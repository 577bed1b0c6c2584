// File: questdeck-server/src/main.rs

use std::sync::Arc;
use std::time::Duration;

use clap::Parser;
use tokio::sync::watch;
use tracing::{error, info};
use tracing_subscriber::{fmt, EnvFilter};

use questdeck_core::repositories::postgres::{
    PostgresCardRepository, PostgresPrizeRepository, PostgresUserRepository,
};
use questdeck_core::services::{CardService, UserService};
use questdeck_core::tasks::rotation::{spawn_rotation_task, RotationConfig, RotationScheduler};
use questdeck_core::{Database, Error};

#[derive(Parser, Debug, Clone)]
#[command(name = "questdeck")]
#[command(author, version, about = "QuestDeck - gamified card reward service")]
struct Args {
    /// Postgres connection URL. `DATABASE_URL` from the environment (or a
    /// `.env` file) takes precedence.
    #[arg(long, default_value = "postgres://questdeck@localhost:5432/questdeck")]
    db_url: String,

    /// Seconds between rotation ticks.
    #[arg(long, default_value_t = 20)]
    tick_interval_secs: u64,

    /// Daily cards dealt to each user per rollover.
    #[arg(long, default_value_t = 3)]
    daily_cards: usize,

    /// Require pairwise-distinct goal tags within a daily hand.
    #[arg(long, default_value_t = false)]
    distinct_goals: bool,
}

fn init_tracing() {
    let filter = EnvFilter::from_default_env()
        .add_directive("questdeck=info".parse().unwrap_or_default());
    let sub = fmt().with_env_filter(filter).finish();
    tracing::subscriber::set_global_default(sub)
        .expect("Failed to set global subscriber");
}

#[tokio::main]
async fn main() -> Result<(), Box<dyn std::error::Error>> {
    dotenv::dotenv().ok();
    init_tracing();
    let args = Args::parse();
    info!(
        "QuestDeck starting. tick={}s, daily_cards={}, distinct_goals={}",
        args.tick_interval_secs, args.daily_cards, args.distinct_goals
    );

    if let Err(e) = run_server(args).await {
        error!("Server error: {:?}", e);
    }

    info!("Main finished. Goodbye!");
    Ok(())
}

async fn run_server(args: Args) -> Result<(), Error> {
    let db_url = std::env::var("DATABASE_URL").unwrap_or_else(|_| args.db_url.clone());
    let db = Database::new(&db_url).await?;
    db.migrate().await?;

    let cards = Arc::new(PostgresCardRepository::new(db.pool().clone()));
    let users = Arc::new(PostgresUserRepository::new(db.pool().clone()));
    let prizes = Arc::new(PostgresPrizeRepository::new(db.pool().clone()));

    // The request-serving layer plugs into these two services; the daemon
    // itself only uses them for the startup report.
    let card_service = CardService::new(cards.clone(), prizes.clone());
    let user_service = UserService::new(users.clone(), prizes.clone());
    info!(
        "store ready: {} templates, {} users",
        card_service.list_templates().await?.len(),
        user_service.list_all().await?.len()
    );

    let config = RotationConfig {
        tick_interval: Duration::from_secs(args.tick_interval_secs),
        retry_interval: Duration::from_secs(args.tick_interval_secs),
        daily_hand_size: args.daily_cards,
        distinct_goals: args.distinct_goals,
    };

    let (shutdown_tx, shutdown_rx) = watch::channel(false);
    let scheduler = RotationScheduler::new(cards, users, config);
    let rotation_handle = spawn_rotation_task(scheduler, shutdown_rx);

    if let Err(e) = tokio::signal::ctrl_c().await {
        error!("Failed to listen for Ctrl-C: {:?}", e);
    }
    info!("Ctrl-C detected; shutting down rotation scheduler...");
    let _ = shutdown_tx.send(true);
    let _ = rotation_handle.await;

    Ok(())
}
// File: questdeck-common/src/lib.rs

pub mod error;
pub mod models;
pub mod traits;

pub use error::Error;
// File: questdeck-core/src/tasks/rotation.rs
//
// The single background loop that keeps every user's hand current: it
// tops up const-pool chains and re-deals daily cards once per local
// calendar day. Exactly one scheduler runs per process.

use std::sync::Arc;
use std::time::Duration;

use chrono::{DateTime, Local, NaiveDate, TimeZone, Utc};
use rand::rngs::StdRng;
use rand::{Rng, SeedableRng};
use tokio::sync::watch;
use tokio::time::sleep;
use tracing::{error, info, warn};

use questdeck_common::models::card::PoolKind;
use questdeck_common::models::user::User;
use questdeck_common::traits::repository_traits::{CardRepository, UserRepository};

use crate::engine::sampler::draw_templates;
use crate::Error;

/// Longest pause between ticks after repeated store failures.
const MAX_BACKOFF: Duration = Duration::from_secs(320);

#[derive(Debug, Clone)]
pub struct RotationConfig {
    /// Pause between successful ticks.
    pub tick_interval: Duration,
    /// Pause before retrying after an exhausted daily pool.
    pub retry_interval: Duration,
    /// Daily cards dealt to each user per rollover.
    pub daily_hand_size: usize,
    /// Require pairwise-distinct goal tags within a daily hand.
    pub distinct_goals: bool,
}

impl Default for RotationConfig {
    fn default() -> Self {
        Self {
            tick_interval: Duration::from_secs(20),
            retry_interval: Duration::from_secs(20),
            daily_hand_size: 3,
            distinct_goals: false,
        }
    }
}

/// What one reconciliation pass accomplished.
#[derive(Debug, Clone, Default, PartialEq)]
pub struct TickReport {
    pub const_cards_issued: usize,
    pub users_rolled_over: usize,
}

/// How one reconciliation pass ended.
#[derive(Debug)]
pub enum TickOutcome {
    Completed(TickReport),
    /// The daily pool cannot satisfy the configured hand; nobody's
    /// rollover marker moved, so every due user stays due.
    Exhausted,
    Failed(Error),
}

pub struct RotationScheduler {
    cards: Arc<dyn CardRepository>,
    users: Arc<dyn UserRepository>,
    config: RotationConfig,
}

impl RotationScheduler {
    pub fn new(
        cards: Arc<dyn CardRepository>,
        users: Arc<dyn UserRepository>,
        config: RotationConfig,
    ) -> Self {
        Self { cards, users, config }
    }

    /// Runs one reconciliation pass: const-chain top-up for every user,
    /// then the daily rollover for users whose last deal is a previous
    /// local calendar day.
    pub async fn tick(&self) -> TickOutcome {
        // StdRng keeps the tick future Send so it can run on the spawned
        // scheduler task; ThreadRng cannot cross the awaits here.
        let mut rng = StdRng::from_os_rng();
        self.tick_with_rng(&mut rng, Local::now()).await
    }

    /// Same as [`tick`](Self::tick), with the randomness and clock passed
    /// in so tests can pin both.
    pub async fn tick_with_rng<R: Rng + ?Sized>(
        &self,
        rng: &mut R,
        now: DateTime<Local>,
    ) -> TickOutcome {
        let users = match self.users.list_all().await {
            Ok(u) => u,
            Err(e) => return TickOutcome::Failed(e),
        };

        let mut report = TickReport::default();

        match self.const_sync(&users).await {
            Ok(issued) => report.const_cards_issued = issued,
            Err(e) => return TickOutcome::Failed(e),
        }

        match self.daily_rollover(rng, &users, now).await {
            Ok(rolled) => report.users_rolled_over = rolled,
            Err(Error::PoolExhausted(_)) => return TickOutcome::Exhausted,
            Err(e) => return TickOutcome::Failed(e),
        }

        TickOutcome::Completed(report)
    }

    /// Issues every const-pool template a user does not already hold.
    /// Purely additive, so running it twice changes nothing.
    async fn const_sync(&self, users: &[User]) -> Result<usize, Error> {
        let templates = self.cards.list_templates_by_pool(PoolKind::Const).await?;
        if templates.is_empty() {
            return Ok(0);
        }

        let mut issued = 0;
        for user in users {
            let held = self
                .cards
                .list_cards_for_owner(&user.username, Some(PoolKind::Const))
                .await?;

            for tpl in &templates {
                if held.iter().any(|c| c.template.template_id == tpl.template_id) {
                    continue;
                }
                self.cards.create_card(&tpl.issue(&user.username)).await?;
                issued += 1;
            }
        }
        Ok(issued)
    }

    /// Re-deals daily hands for users whose last deal happened on an
    /// earlier local calendar day.
    ///
    /// Fails with [`Error::PoolExhausted`] when the daily pool cannot
    /// satisfy the configured hand — the whole phase aborts and no
    /// rollover marker is written, so a later tick re-deals everyone who
    /// was due.
    async fn daily_rollover<R: Rng + ?Sized>(
        &self,
        rng: &mut R,
        users: &[User],
        now: DateTime<Local>,
    ) -> Result<usize, Error> {
        let templates = self.cards.list_templates_by_pool(PoolKind::Daily).await?;
        let today = now.date_naive();
        let marker = local_midnight_utc(today, now);

        let mut rolled: Vec<&str> = Vec::new();
        for user in users {
            let last = user.last_daily_update.with_timezone(&Local).date_naive();
            if today <= last {
                continue;
            }

            let hand = draw_templates(
                rng,
                &templates,
                self.config.daily_hand_size,
                self.config.distinct_goals,
            );
            if hand.is_empty() {
                return Err(Error::PoolExhausted(format!(
                    "daily pool of {} templates cannot deal a hand of {}",
                    templates.len(),
                    self.config.daily_hand_size
                )));
            }

            self.cards
                .delete_pending_cards(&user.username, PoolKind::Daily)
                .await?;
            for tpl in &hand {
                self.cards.create_card(&tpl.issue(&user.username)).await?;
            }
            rolled.push(&user.username);
        }

        // markers move only after every due user has been re-dealt
        for username in &rolled {
            self.users.set_last_daily_update(username, marker).await?;
        }
        Ok(rolled.len())
    }

    /// Supervised loop. Store failures back off exponentially and never
    /// take the process down; an exhausted daily pool retries on a fixed
    /// interval. Flipping `shutdown` to `true` exits between ticks.
    pub async fn run(&self, mut shutdown: watch::Receiver<bool>) {
        let mut backoff = self.config.retry_interval;
        loop {
            let pause = match self.tick().await {
                TickOutcome::Completed(report) => {
                    if report.const_cards_issued > 0 || report.users_rolled_over > 0 {
                        info!(
                            "rotation tick: {} const cards issued, {} users rolled over",
                            report.const_cards_issued, report.users_rolled_over
                        );
                    }
                    backoff = self.config.retry_interval;
                    self.config.tick_interval
                }
                TickOutcome::Exhausted => {
                    warn!("daily pool exhausted; retrying in {:?}", self.config.retry_interval);
                    self.config.retry_interval
                }
                TickOutcome::Failed(e) => {
                    error!("rotation tick failed: {:?}; retrying in {:?}", e, backoff);
                    let pause = backoff;
                    backoff = (backoff * 2).min(MAX_BACKOFF);
                    pause
                }
            };

            tokio::select! {
                _ = sleep(pause) => {}
                changed = shutdown.changed() => {
                    // a dropped sender counts as shutdown too
                    if changed.is_err() || *shutdown.borrow() {
                        info!("rotation scheduler shutting down");
                        return;
                    }
                }
            }
        }
    }
}

/// The Utc instant of local midnight on `date`; this is the value stored
/// as a user's rollover marker.
fn local_midnight_utc(date: NaiveDate, fallback: DateTime<Local>) -> DateTime<Utc> {
    date.and_hms_opt(0, 0, 0)
        .and_then(|naive| Local.from_local_datetime(&naive).earliest())
        .unwrap_or(fallback)
        .with_timezone(&Utc)
}

/// Spawns the scheduler as the process's single rotation task.
pub fn spawn_rotation_task(
    scheduler: RotationScheduler,
    shutdown: watch::Receiver<bool>,
) -> tokio::task::JoinHandle<()> {
    tokio::spawn(async move {
        scheduler.run(shutdown).await;
    })
}
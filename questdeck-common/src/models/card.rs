use chrono::{DateTime, Utc};
use serde::{Deserialize, Serialize};
use uuid::Uuid;

/// What a card pays out when it completes.
#[derive(Debug, Serialize, Deserialize, Clone, PartialEq)]
pub struct Award {
    pub points: i32,
    pub prize: String,
    pub prize_image_url: String,
}

/// One threshold/award pair of an options card. Reporting a value at or
/// above `threshold` wins `award`, unless a higher tier also matches.
#[derive(Debug, Serialize, Deserialize, Clone, PartialEq)]
pub struct OptionTier {
    pub threshold: f32,
    pub award: Award,
}

/// How a card reacts to completion events.
#[derive(Debug, Serialize, Deserialize, Clone, PartialEq)]
#[serde(tag = "type", rename_all = "snake_case")]
pub enum CardKind {
    /// Grants its award on every completion event.
    Ordinary { award: Award },
    /// Accumulates reported progress and grants once the total reaches
    /// `max_progress`, then starts over.
    Progress { award: Award, max_progress: i32 },
    /// Grants the award of the highest tier the reported value reaches.
    /// Tiers are kept in ascending threshold order.
    Options { tiers: Vec<OptionTier> },
}

/// Which pool a template deals into. Const cards carry their position
/// within a named chain; daily cards have no chain.
#[derive(Debug, Serialize, Deserialize, Clone, PartialEq)]
#[serde(tag = "pool", rename_all = "snake_case")]
pub enum Placement {
    Daily,
    Const { chain_name: String, chain_order: i32 },
}

/// Plain pool tag, used for store queries and the `pool` column.
#[derive(Debug, Clone, Copy, PartialEq, Eq)]
pub enum PoolKind {
    Daily,
    Const,
}

impl PoolKind {
    pub fn as_str(&self) -> &'static str {
        match self {
            PoolKind::Daily => "daily",
            PoolKind::Const => "const",
        }
    }
}

impl Placement {
    pub fn pool(&self) -> PoolKind {
        match self {
            Placement::Daily => PoolKind::Daily,
            Placement::Const { .. } => PoolKind::Const,
        }
    }

    /// Chain name and order for const placements, `None` for daily.
    pub fn chain(&self) -> Option<(&str, i32)> {
        match self {
            Placement::Daily => None,
            Placement::Const { chain_name, chain_order } => {
                Some((chain_name.as_str(), *chain_order))
            }
        }
    }
}

/// The immutable definition a card instance is stamped from.
#[derive(Debug, Serialize, Deserialize, Clone, PartialEq)]
pub struct CardTemplate {
    pub template_id: Uuid,
    pub title: String,
    pub short_description: String,
    pub long_description: String,
    /// Free-form diversity tag; daily hands can be required to draw
    /// templates with pairwise different goals.
    pub goal: String,
    pub background_url: String,
    #[serde(flatten)]
    pub placement: Placement,
    #[serde(flatten)]
    pub kind: CardKind,
    pub created_at: DateTime<Utc>,
}

impl CardTemplate {
    /// Stamps a fresh instance of this template for `owner`, with all
    /// dynamic state zeroed.
    pub fn issue(&self, owner: &str) -> Card {
        Card {
            card_id: Uuid::new_v4(),
            owner_username: owner.to_string(),
            template: self.clone(),
            done: 0,
            progress: 0,
            history: Vec::new(),
            is_viewed: false,
            version: 0,
            created_at: Utc::now(),
        }
    }
}

/// A card held by one user. The template travels with the instance so a
/// later template edit never rewrites cards already in play.
#[derive(Debug, Serialize, Deserialize, Clone, PartialEq)]
pub struct Card {
    pub card_id: Uuid,
    pub owner_username: String,
    pub template: CardTemplate,
    /// Times the card has completed. Never decreases.
    pub done: i32,
    /// Accumulated progress; meaningful for progress cards only.
    pub progress: i32,
    /// Tier index granted per completion; meaningful for options cards
    /// only, where `history.len()` tracks `done`.
    pub history: Vec<i32>,
    pub is_viewed: bool,
    /// Bumped by every state-changing write; guards concurrent updates.
    pub version: i32,
    pub created_at: DateTime<Utc>,
}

********************

§ Exercise aim:
Beginning with the first line of the listing above, please write out every line exactly until you reach the line that contains "let filter = EnvFilter::from_default_env()", and include that one too.

§ Response to this exercise:
repository 577bed1b0c6c2584
// File: questdeck-server/src/main.rs

use std::sync::Arc;
use std::time::Duration;

use clap::Parser;
use tokio::sync::watch;
use tracing::{error, info};
use tracing_subscriber::{fmt, EnvFilter};

use questdeck_core::repositories::postgres::{
    PostgresCardRepository, PostgresPrizeRepository, PostgresUserRepository,
};
use questdeck_core::services::{CardService, UserService};
use questdeck_core::tasks::rotation::{spawn_rotation_task, RotationConfig, RotationScheduler};
use questdeck_core::{Database, Error};

#[derive(Parser, Debug, Clone)]
#[command(name = "questdeck")]
#[command(author, version, about = "QuestDeck - gamified card reward service")]
struct Args {
    /// Postgres connection URL. `DATABASE_URL` from the environment (or a
    /// `.env` file) takes precedence.
    #[arg(long, default_value = "postgres://questdeck@localhost:5432/questdeck")]
    db_url: String,

    /// Seconds between rotation ticks.
    #[arg(long, default_value_t = 20)]
    tick_interval_secs: u64,

    /// Daily cards dealt to each user per rollover.
    #[arg(long, default_value_t = 3)]
    daily_cards: usize,

    /// Require pairwise-distinct goal tags within a daily hand.
    #[arg(long, default_value_t = false)]
    distinct_goals: bool,
}

fn init_tracing() {
    let filter = EnvFilter::from_default_env()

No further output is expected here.